Last Updated: July 31, 2009.

Ultraviolet tanning beds should be considered carcinogenic, according to a World Health Organization working group writing in the August issue of The Lancet Oncology.

FRIDAY, July 31 (HealthDay News) -- Ultraviolet (UV) tanning beds should be considered carcinogenic, according to a World Health Organization working group writing in the August issue of The Lancet Oncology.

Fatiha El Ghissassi, of the International Agency for Research on Cancer in Lyon, France, and colleagues discuss a recent meeting of scientists to evaluate the carcinogenicity of different types of radiation.

Residential exposure to radon gas appears to be the second leading cause of lung cancer after tobacco smoke, with up to 15 percent attributable risk in the United States, they write. The group reaffirmed the carcinogenicity of solar radiation, which has been found to cause all major kinds of skin cancer; but advise that a possible association between occupational UV exposure and ocular melanoma in welders needs further review. The group also classified UV-emitting tanning devices as carcinogenic to humans.

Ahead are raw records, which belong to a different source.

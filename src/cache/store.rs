use async_trait::async_trait;
use dashmap::DashMap;
use dashmap::mapref::entry::Entry;
use redis::aio::{ConnectionManager, ConnectionManagerConfig};
use std::future::Future;
use std::sync::atomic::{AtomicU64, AtomicUsize, Ordering};
use std::time::{Duration, Instant};
use tokio::sync::OnceCell;
use tracing::{debug, info};

use super::now_millis;
use crate::error::StoreError;

/// The key-value operations the cache needs from its backing store.
///
/// `set_nx_ex` must be a single atomic operation in the store itself; the
/// revalidation lock depends on it.
#[async_trait]
pub trait KvStore: Send + Sync + 'static {
    async fn get(&self, key: &str) -> Result<Option<Vec<u8>>, StoreError>;

    /// Stores `value` under `key`, expiring after `ttl_secs` (at least 1).
    async fn set_ex(&self, key: &str, value: Vec<u8>, ttl_secs: u64) -> Result<(), StoreError>;

    async fn del(&self, key: &str) -> Result<(), StoreError>;

    /// Stores `value` only if `key` is absent. Returns `true` if this call set it.
    async fn set_nx_ex(&self, key: &str, value: &[u8], ttl_secs: u64) -> Result<bool, StoreError>;

    /// Short backend name for logs.
    fn kind(&self) -> &'static str;
}

// ─────────────────────────────────────────────────────────────────────────────
// Redis
// ─────────────────────────────────────────────────────────────────────────────

/// How long a failed connect keeps later calls from trying again.
const RECONNECT_COOLDOWN: Duration = Duration::from_secs(2);

/// Redis-backed store shared by every proxy instance.
///
/// The connection is opened on first use rather than at startup, so the proxy
/// boots (and serves uncached traffic) while Redis is down. Every call,
/// connecting included, is bounded by `timeout`. After a failed connect the
/// store answers `Unavailable` without touching the network until
/// [`RECONNECT_COOLDOWN`] has passed, then the next call tries once more.
pub struct RedisStore {
    client: redis::Client,
    timeout: Duration,
    cooldown: Duration,
    conn: OnceCell<ConnectionManager>,
    /// Epoch ms of the last failed connect, 0 when none.
    failed_at: AtomicU64,
}

impl RedisStore {
    /// Validates the connection string without connecting.
    pub fn new(url: &str, timeout: Duration) -> Result<Self, StoreError> {
        let client = redis::Client::open(url)?;
        Ok(Self {
            client,
            timeout,
            cooldown: RECONNECT_COOLDOWN,
            conn: OnceCell::new(),
            failed_at: AtomicU64::new(0),
        })
    }

    pub fn with_reconnect_cooldown(mut self, cooldown: Duration) -> Self {
        self.cooldown = cooldown;
        self
    }

    fn cooling_down(&self) -> bool {
        let failed_at = self.failed_at.load(Ordering::Relaxed);
        failed_at != 0
            && now_millis().saturating_sub(failed_at) < self.cooldown.as_millis() as u64
    }

    fn mark_failed(&self) {
        self.failed_at.store(now_millis().max(1), Ordering::Relaxed);
    }

    async fn connection(&self) -> Result<ConnectionManager, StoreError> {
        if let Some(manager) = self.conn.get() {
            return Ok(manager.clone());
        }
        if self.cooling_down() {
            return Err(StoreError::Unavailable("reconnect cooling down".to_string()));
        }

        let manager = self
            .conn
            .get_or_try_init(|| async {
                // Callers queued behind a failed attempt must not repeat it.
                if self.cooling_down() {
                    return Err(StoreError::Unavailable("reconnect cooling down".to_string()));
                }
                let config = ConnectionManagerConfig::new()
                    .set_number_of_retries(0)
                    .set_connection_timeout(self.timeout)
                    .set_response_timeout(self.timeout);
                match ConnectionManager::new_with_config(self.client.clone(), config).await {
                    Ok(manager) => {
                        self.failed_at.store(0, Ordering::Relaxed);
                        info!(
                            "Redis cache store connected: {}",
                            self.client.get_connection_info().addr
                        );
                        Ok(manager)
                    }
                    Err(e) => {
                        self.mark_failed();
                        Err(StoreError::from(e))
                    }
                }
            })
            .await?;
        Ok(manager.clone())
    }

    /// Runs one store call, connect included, under the configured timeout.
    async fn bounded<T, F>(&self, op: &'static str, call: F) -> Result<T, StoreError>
    where
        F: Future<Output = Result<T, StoreError>>,
    {
        match tokio::time::timeout(self.timeout, call).await {
            Ok(result) => result,
            Err(_) => {
                if self.conn.get().is_none() {
                    self.mark_failed();
                }
                debug!("Redis {} timed out after {:?}", op, self.timeout);
                Err(StoreError::Timeout(op, self.timeout))
            }
        }
    }
}

#[async_trait]
impl KvStore for RedisStore {
    async fn get(&self, key: &str) -> Result<Option<Vec<u8>>, StoreError> {
        self.bounded("GET", async {
            let mut conn = self.connection().await?;
            let raw: Option<Vec<u8>> = redis::cmd("GET").arg(key).query_async(&mut conn).await?;
            Ok(raw)
        })
        .await
    }

    async fn set_ex(&self, key: &str, value: Vec<u8>, ttl_secs: u64) -> Result<(), StoreError> {
        self.bounded("SET", async {
            let mut conn = self.connection().await?;
            let _: () = redis::cmd("SET")
                .arg(key)
                .arg(value)
                .arg("EX")
                .arg(ttl_secs.max(1))
                .query_async(&mut conn)
                .await?;
            Ok(())
        })
        .await
    }

    async fn del(&self, key: &str) -> Result<(), StoreError> {
        self.bounded("DEL", async {
            let mut conn = self.connection().await?;
            let _: i64 = redis::cmd("DEL").arg(key).query_async(&mut conn).await?;
            Ok(())
        })
        .await
    }

    async fn set_nx_ex(&self, key: &str, value: &[u8], ttl_secs: u64) -> Result<bool, StoreError> {
        self.bounded("SET NX", async {
            let mut conn = self.connection().await?;
            // SET NX replies OK when it wrote and nil when the key already existed.
            let reply: Option<String> = redis::cmd("SET")
                .arg(key)
                .arg(value)
                .arg("NX")
                .arg("EX")
                .arg(ttl_secs.max(1))
                .query_async(&mut conn)
                .await?;
            Ok(reply.is_some())
        })
        .await
    }

    fn kind(&self) -> &'static str {
        "redis"
    }
}

// ─────────────────────────────────────────────────────────────────────────────
// In-process
// ─────────────────────────────────────────────────────────────────────────────

/// Writes between sweeps of expired keys.
const SWEEP_EVERY: usize = 256;

/// Single-process store with per-key expiry.
///
/// Only coordinates requests inside one proxy process, so it suits local
/// development and tests rather than a fleet behind a load balancer.
/// Expired keys are dropped when read and by a sweep every [`SWEEP_EVERY`]
/// writes.
#[derive(Default)]
pub struct MemoryStore {
    entries: DashMap<String, (Vec<u8>, Instant)>,
    writes: AtomicUsize,
}

impl MemoryStore {
    pub fn new() -> Self {
        Self::default()
    }

    /// Removes every expired key and returns how many went.
    pub fn purge_expired(&self) -> usize {
        let before = self.entries.len();
        let now = Instant::now();
        self.entries.retain(|_, (_, expires_at)| *expires_at > now);
        before.saturating_sub(self.entries.len())
    }

    /// Must run before any shard guard is taken.
    fn count_write(&self) {
        let n = self.writes.fetch_add(1, Ordering::Relaxed) + 1;
        if n % SWEEP_EVERY == 0 {
            let removed = self.purge_expired();
            if removed > 0 {
                debug!("Memory store swept {} expired keys", removed);
            }
        }
    }

    /// Whether a live (unexpired) value exists for `key`.
    pub fn contains_key(&self, key: &str) -> bool {
        self.entries
            .get(key)
            .is_some_and(|e| e.value().1 > Instant::now())
    }

    /// Number of live keys.
    pub fn len(&self) -> usize {
        let now = Instant::now();
        self.entries.iter().filter(|e| e.value().1 > now).count()
    }

    pub fn is_empty(&self) -> bool {
        self.len() == 0
    }
}

#[async_trait]
impl KvStore for MemoryStore {
    async fn get(&self, key: &str) -> Result<Option<Vec<u8>>, StoreError> {
        let now = Instant::now();
        if let Some(entry) = self.entries.get(key) {
            let (value, expires_at) = entry.value();
            if *expires_at > now {
                return Ok(Some(value.clone()));
            }
        }
        self.entries.remove_if(key, |_, (_, expires_at)| *expires_at <= now);
        Ok(None)
    }

    async fn set_ex(&self, key: &str, value: Vec<u8>, ttl_secs: u64) -> Result<(), StoreError> {
        self.count_write();
        let expires_at = Instant::now() + Duration::from_secs(ttl_secs.max(1));
        self.entries.insert(key.to_string(), (value, expires_at));
        Ok(())
    }

    async fn del(&self, key: &str) -> Result<(), StoreError> {
        self.entries.remove(key);
        Ok(())
    }

    async fn set_nx_ex(&self, key: &str, value: &[u8], ttl_secs: u64) -> Result<bool, StoreError> {
        self.count_write();
        let now = Instant::now();
        let expires_at = now + Duration::from_secs(ttl_secs.max(1));
        // The entry guard holds the shard lock, so check-and-set is one step.
        match self.entries.entry(key.to_string()) {
            Entry::Occupied(mut occupied) => {
                if occupied.get().1 > now {
                    debug!("set_nx_ex: {} already held", key);
                    Ok(false)
                } else {
                    occupied.insert((value.to_vec(), expires_at));
                    Ok(true)
                }
            }
            Entry::Vacant(vacant) => {
                vacant.insert((value.to_vec(), expires_at));
                Ok(true)
            }
        }
    }

    fn kind(&self) -> &'static str {
        "memory"
    }
}

#[cfg(test)]
mod tests {
    use super::*;

    #[tokio::test]
    async fn memory_set_get_del() {
        let store = MemoryStore::new();
        assert_eq!(store.get("k").await.unwrap(), None);

        store.set_ex("k", b"v".to_vec(), 60).await.unwrap();
        assert_eq!(store.get("k").await.unwrap(), Some(b"v".to_vec()));
        assert!(store.contains_key("k"));

        store.del("k").await.unwrap();
        assert_eq!(store.get("k").await.unwrap(), None);
        assert!(store.is_empty());
    }

    #[tokio::test]
    async fn memory_set_nx_only_first_wins() {
        let store = MemoryStore::new();
        assert!(store.set_nx_ex("lock", b"1", 20).await.unwrap());
        assert!(!store.set_nx_ex("lock", b"1", 20).await.unwrap());
        store.del("lock").await.unwrap();
        assert!(store.set_nx_ex("lock", b"1", 20).await.unwrap());
    }

    #[tokio::test]
    async fn memory_set_nx_is_atomic_under_contention() {
        let store = std::sync::Arc::new(MemoryStore::new());
        let mut handles = Vec::new();
        for _ in 0..64 {
            let store = std::sync::Arc::clone(&store);
            handles.push(tokio::spawn(async move {
                store.set_nx_ex("race", b"1", 20).await.unwrap()
            }));
        }
        let mut winners = 0;
        for h in handles {
            if h.await.unwrap() {
                winners += 1;
            }
        }
        assert_eq!(winners, 1);
    }

    #[test]
    fn redis_rejects_malformed_url() {
        assert!(RedisStore::new("not a url", Duration::from_millis(100)).is_err());
    }

    #[tokio::test]
    async fn memory_sweeps_keys_nobody_reads() {
        let store = MemoryStore::new();
        store.set_ex("old", b"v".to_vec(), 1).await.unwrap();
        tokio::time::sleep(Duration::from_millis(1100)).await;

        for i in 0..SWEEP_EVERY {
            store.set_ex(&format!("k{}", i), b"v".to_vec(), 60).await.unwrap();
        }
        assert_eq!(store.entries.len(), SWEEP_EVERY);
        assert!(!store.entries.contains_key("old"));
    }

    #[tokio::test]
    async fn memory_purge_expired_counts_removals() {
        let store = MemoryStore::new();
        store.set_ex("a", b"v".to_vec(), 1).await.unwrap();
        store.set_ex("b", b"v".to_vec(), 60).await.unwrap();
        assert_eq!(store.purge_expired(), 0);
        tokio::time::sleep(Duration::from_millis(1100)).await;
        assert_eq!(store.purge_expired(), 1);
        assert!(store.contains_key("b"));
    }

    /// Accepts connections and holds them open without ever replying.
    async fn silent_server() -> String {
        let listener = tokio::net::TcpListener::bind("127.0.0.1:0").await.unwrap();
        let addr = listener.local_addr().unwrap();
        tokio::spawn(async move {
            let mut held = Vec::new();
            while let Ok((stream, _)) = listener.accept().await {
                held.push(stream);
            }
        });
        format!("redis://{}/2", addr)
    }

    #[tokio::test]
    async fn redis_silent_server_is_bounded_by_timeout() {
        let store = RedisStore::new(&silent_server().await, Duration::from_millis(200)).unwrap();

        let started = Instant::now();
        assert!(store.get("k").await.is_err());
        assert!(started.elapsed() < Duration::from_secs(1));

        // the failed connect is not retried on the next call
        let started = Instant::now();
        assert!(store.set_ex("k", b"v".to_vec(), 5).await.is_err());
        assert!(store.del("k").await.is_err());
        assert!(started.elapsed() < Duration::from_millis(150));
    }

    #[tokio::test(flavor = "multi_thread", worker_threads = 4)]
    async fn redis_silent_server_does_not_queue_callers() {
        let store = std::sync::Arc::new(
            RedisStore::new(&silent_server().await, Duration::from_millis(200)).unwrap(),
        );

        let started = Instant::now();
        let mut handles = Vec::new();
        for i in 0..20 {
            let store = std::sync::Arc::clone(&store);
            handles.push(tokio::spawn(async move {
                let begun = Instant::now();
                let result = store.get(&format!("k{}", i)).await;
                (result.is_err(), begun.elapsed())
            }));
        }
        for h in handles {
            let (failed, took) = h.await.unwrap();
            assert!(failed);
            assert!(took < Duration::from_secs(1), "call took {:?}", took);
        }
        assert!(started.elapsed() < Duration::from_secs(1));
    }

    #[tokio::test]
    async fn redis_retries_after_cooldown() {
        let store = RedisStore::new("redis://127.0.0.1:1/2", Duration::from_millis(200))
            .unwrap()
            .with_reconnect_cooldown(Duration::from_millis(50));
        assert!(store.get("k").await.is_err());
        assert!(store.cooling_down());
        tokio::time::sleep(Duration::from_millis(80)).await;
        assert!(!store.cooling_down());
    }

    #[tokio::test]
    async fn redis_unreachable_reports_error() {
        // Port 1 is never a Redis server; the connect must fail, not hang.
        let store = RedisStore::new("redis://127.0.0.1:1/2", Duration::from_millis(200)).unwrap();
        assert!(store.get("k").await.is_err());
        assert!(store.set_nx_ex("k", b"1", 5).await.is_err());
    }
}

"The use of UV-emitting tanning devices is widespread in many developed countries, especially among young women. A comprehensive meta-analysis concluded that the risk of cutaneous melanoma is increased by 75 percent when use of tanning devices starts before 30 years of age," the authors conclude. "Additionally, several case-control studies provide consistent evidence of a positive association between the use of UV-emitting tanning devices and ocular melanoma."